If ou want to permanently reduce road use by motorised vehicles, you will need a huge rethink.
The lockdown (or something very similar to it) will be need to be permanent.
The only way to reduce car use is to reduce travel.
There's not enough capacity to put current car travel onto the railways. Before lockdown, the railway had higher passenger km's ever, even with fewer lines far more people are travelling by train than 100 years ago. As for freight, well I do a lot of work in the rail freight sector and before lockdown getting NEW paths for new freight trains flows could be extremely difficult as the railways are full. (We don't need HS2 so much as a new W10 gauge freight line IMHO, however I digress).
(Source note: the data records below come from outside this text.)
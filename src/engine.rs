use chrono::{DateTime, Utc};

use crate::classifier::AlertClassifier;
use crate::config::ScannerConfig;
use crate::model::alert::Alert;
use crate::model::tick::Tick;
use crate::tracker::{HighWaterMarkTracker, RollingVolumeTracker};

/// Read-only view of what the trackers hold for one instrument.
#[derive(Debug, Clone, PartialEq)]
pub struct InstrumentState {
    pub volume_history: Vec<f64>,
    pub baseline_volume: Option<f64>,
    pub daily_high: Option<f64>,
}

/// Applies ticks to the trackers in arrival order and classifies each one.
#[derive(Debug, Clone, Default)]
pub struct AlertEngine {
    volume: RollingVolumeTracker,
    highs: HighWaterMarkTracker,
    classifier: AlertClassifier,
    ticks_seen: u64,
    alerts_raised: u64,
}

impl AlertEngine {
    pub fn new(
        volume: RollingVolumeTracker,
        highs: HighWaterMarkTracker,
        classifier: AlertClassifier,
    ) -> Self {
        Self {
            volume,
            highs,
            classifier,
            ticks_seen: 0,
            alerts_raised: 0,
        }
    }

    pub fn from_config(cfg: &ScannerConfig) -> Self {
        Self::new(
            RollingVolumeTracker::new(cfg.history_len, cfg.warmup_len),
            HighWaterMarkTracker::new(),
            AlertClassifier::new(cfg.volume_threshold),
        )
    }

    pub fn on_tick(&mut self, tick: &Tick) -> Option<Alert> {
        self.on_tick_at(tick, Utc::now())
    }

    pub fn on_tick_at(&mut self, tick: &Tick, now: DateTime<Utc>) -> Option<Alert> {
        self.ticks_seen += 1;
        let baseline = self.volume.observe(&tick.symbol, tick.notional_volume());
        let high = self.highs.observe(&tick.symbol, tick.price);
        let alert = self.classifier.classify(tick, baseline, high, now);
        if alert.is_some() {
            self.alerts_raised += 1;
        }
        alert
    }

    pub fn instrument_state(&self, symbol: &str) -> Option<InstrumentState> {
        let daily_high = self.highs.high(symbol);
        let baseline_volume = self.volume.last_baseline(symbol);
        if daily_high.is_none() && baseline_volume.is_none() {
            return None;
        }
        Some(InstrumentState {
            volume_history: self.volume.history(symbol),
            baseline_volume,
            daily_high,
        })
    }

    /// Drop all per-instrument state. Every instrument warms up again afterwards.
    pub fn reset(&mut self) {
        self.volume.clear();
        self.highs.reset();
    }

    pub fn instrument_count(&self) -> usize {
        self.volume.instrument_count()
    }

    pub fn ticks_seen(&self) -> u64 {
        self.ticks_seen
    }

    pub fn alerts_raised(&self) -> u64 {
        self.alerts_raised
    }
}
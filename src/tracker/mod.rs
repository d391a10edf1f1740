//! Per-instrument rolling state. Each tracker owns its own map keyed by instrument
//! and is only mutated through `observe`, one tick at a time.

pub mod high;
pub mod volume;

pub use high::{HighObservation, HighWaterMarkTracker};
pub use volume::RollingVolumeTracker;
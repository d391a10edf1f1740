use async_trait::async_trait;
use serde::Serialize;
use std::time::Duration;

use super::format::alert_message;
use super::AlertSink;
use crate::config::TelegramCredentials;
use crate::error::SinkError;
use crate::model::alert::Alert;

pub const TELEGRAM_API_BASE: &str = "https://api.telegram.org";

#[derive(Debug, Serialize)]
struct SendMessage<'a> {
    chat_id: &'a str,
    text: String,
}

/// Sends a formatted message per alert through the Telegram Bot API.
pub struct TelegramNotifier {
    http: reqwest::Client,
    send_url: String,
    chat_id: String,
}

impl TelegramNotifier {
    pub fn new(creds: &TelegramCredentials, timeout_secs: u64) -> Result<Self, SinkError> {
        Self::with_api_base(TELEGRAM_API_BASE, creds, timeout_secs)
    }

    pub fn with_api_base(
        api_base: &str,
        creds: &TelegramCredentials,
        timeout_secs: u64,
    ) -> Result<Self, SinkError> {
        let http = reqwest::Client::builder()
            .timeout(Duration::from_secs(timeout_secs))
            .build()?;
        Ok(Self {
            http,
            send_url: format!(
                "{}/bot{}/sendMessage",
                api_base.trim_end_matches('/'),
                creds.bot_token
            ),
            chat_id: creds.chat_id.clone(),
        })
    }
}

#[async_trait]
impl AlertSink for TelegramNotifier {
    fn name(&self) -> &str {
        "telegram"
    }

    async fn record(&self, alert: &Alert) -> Result<(), SinkError> {
        let body = SendMessage {
            chat_id: &self.chat_id,
            text: alert_message(alert),
        };
        let resp = self.http.post(&self.send_url).json(&body).send().await?;

        let status = resp.status();
        if !status.is_success() {
            let body = resp.text().await.unwrap_or_default();
            return Err(SinkError::Rejected {
                service: "telegram",
                status: status.as_u16(),
                body,
            });
        }
        tracing::debug!(symbol = %alert.symbol, "Telegram alert sent");
        Ok(())
    }
}
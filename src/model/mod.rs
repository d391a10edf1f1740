pub mod alert;
pub mod tick;
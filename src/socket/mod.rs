//! Transport boundary between the probe cycle and the operating system.

pub mod icmp;

pub use icmp::{RawIcmpSocket, RawIcmpTransport};

use crate::error::ProbeError;
use std::io;
use std::net::{IpAddr, Ipv4Addr};
use std::time::Instant;

/// An open, connected ICMP socket. Dropping it closes the socket.
pub trait EchoSocket {
    /// Sends one ICMP message to the connected peer.
    fn send(&mut self, packet: &[u8]) -> io::Result<usize>;

    /// Reads one datagram, giving up once `deadline` has passed.
    ///
    /// Deadline expiry surfaces as `TimedOut` or `WouldBlock`.
    fn recv_before(&mut self, buf: &mut [u8], deadline: Instant) -> io::Result<usize>;
}

/// Name resolution and socket creation for echo probes.
pub trait Transport {
    type Socket: EchoSocket;

    fn resolve(&self, host: &str) -> Result<Ipv4Addr, ProbeError>;

    fn open(&self, addr: Ipv4Addr) -> Result<Self::Socket, ProbeError>;
}

/// Resolves a hostname or IPv4 literal to the first IPv4 address found.
pub fn resolve_ipv4(host: &str) -> Result<Ipv4Addr, ProbeError> {
    if let Ok(addr) = host.parse::<Ipv4Addr>() {
        return Ok(addr);
    }
    let addrs = dns_lookup::lookup_host(host).map_err(|source| ProbeError::Resolve {
        host: host.to_string(),
        source,
    })?;
    first_ipv4(&addrs).ok_or_else(|| ProbeError::NoIpv4Address {
        host: host.to_string(),
    })
}

fn first_ipv4(addrs: &[IpAddr]) -> Option<Ipv4Addr> {
    addrs.iter().find_map(|ip| match ip {
        IpAddr::V4(v4) => Some(*v4),
        IpAddr::V6(_) => None,
    })
}
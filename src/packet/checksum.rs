//! Internet checksum (RFC 1071).

/// Computes the one's-complement checksum of `data`.
///
/// The buffer is summed as big-endian 16-bit words. A trailing odd byte is
/// treated as the high byte of a word whose low byte is zero.
pub fn checksum(data: &[u8]) -> u16 {
    let mut sum: u32 = 0;
    let mut words = data.chunks_exact(2);
    for word in &mut words {
        sum += u16::from_be_bytes([word[0], word[1]]) as u32;
        // keep headroom for very large buffers
        sum = (sum & 0xFFFF) + (sum >> 16);
    }
    if let [last] = words.remainder() {
        sum += (*last as u32) << 8;
    }
    while sum >> 16 != 0 {
        sum = (sum & 0xFFFF) + (sum >> 16);
    }
    !(sum as u16)
}

/// Returns true when `data` already carries a valid checksum.
pub fn verify(data: &[u8]) -> bool {
    checksum(data) == 0
}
All out of town shopping would have to go. Home deliveries would be difficult without vans (I have both a big van and a cargo bike and I can assure you a big van holds a LOT more stuff), although in densely populated cities the last mile by electric cargo-bike derived vehicle might work OK. Bus riding would probably increase- you'd really need to bring back trolley buses or trams in cities/big towns although it wouldn't take anything like the current levels of car traffic.
Where I live, commuting to nearest town about 10 to 15% is by train. Even doubling that is only 30% and even if you got another 20% by bus that's still another 50% to find- and cycling is unlikely to work where people live 20 to 30 miles away from work (not unusual).
So, life would need to change- a lot.
No more weekend breaks in the country or second homes/caravans- unless you are rich. House prices in cities would need to fall a lot so people can live close to work. Of course we also have a lot more people now than in (say) the 1950's which doesn't help. One family holiday a year if you are well off enough- and it may only be a train to the seaside.
Jobs would need to be close to home and in quite a few families that would be the end of the mother (usually) working as the family would need to live close to work. Of course, no choice of schools- you must attend the nearest school.
This is how things used to be not so long ago- in the 1970's, in all the time I was a child at home we only ever had one family holiday to a chalet in the lake district subsidised by dad's work- we couldn't afford anything else and we were far from "poor." During the times we had a car it was an old banger nursed to life by dad but usually he cycled to work and mam walked to part-time work in a local shop. Saturday we'd get the bus to mam's parents- they had a nice council house with a big garden complete with veg patch and shed and granda supplemented grub by catching rabbits at work as a night watchman.
Mam made our clothes and food was NOT to be wasted. If the bread got dry towards the end of the week you just ate it dry.
What I am getting at is that our current (high) standard of life is all supported on having a lot of road transport- cars, vans and HGVs.
Only people who live in London (or it's environs/key catchments) have decent public transport BTW.
Personally, I'd much rather swap my work away (where I sleep/live in my van overnight) for something local, in fact I used to work locally until I was made redundant, set up a business and found customers- just not nearby. But as I work from home at least 50% of time and travel to a place then stay there in the depot car-park for a week, travel is minimised. I wonder how many people would work away like that though, when I was a bairn it was not unusual for us Geordies to do that seeking work in the south but it's not exactly a favoured way of earning a living these days. Although of late there is a trend of skilled contractors staying away in a caravan/van as hotels get costly as they cater to the weekend city break and student market......
I wonder how many people you could persuade to vote for such whole-sale change? Returning to a 1970's level wouldn't bother me, but it would bother a LOT of people for whom weekend breaks, shopping out of town being a leisure pursuit and eating out at drive-thru places are a BIG part of how they have been living until lockdown.
But in real life, that's what it would take to ban the car.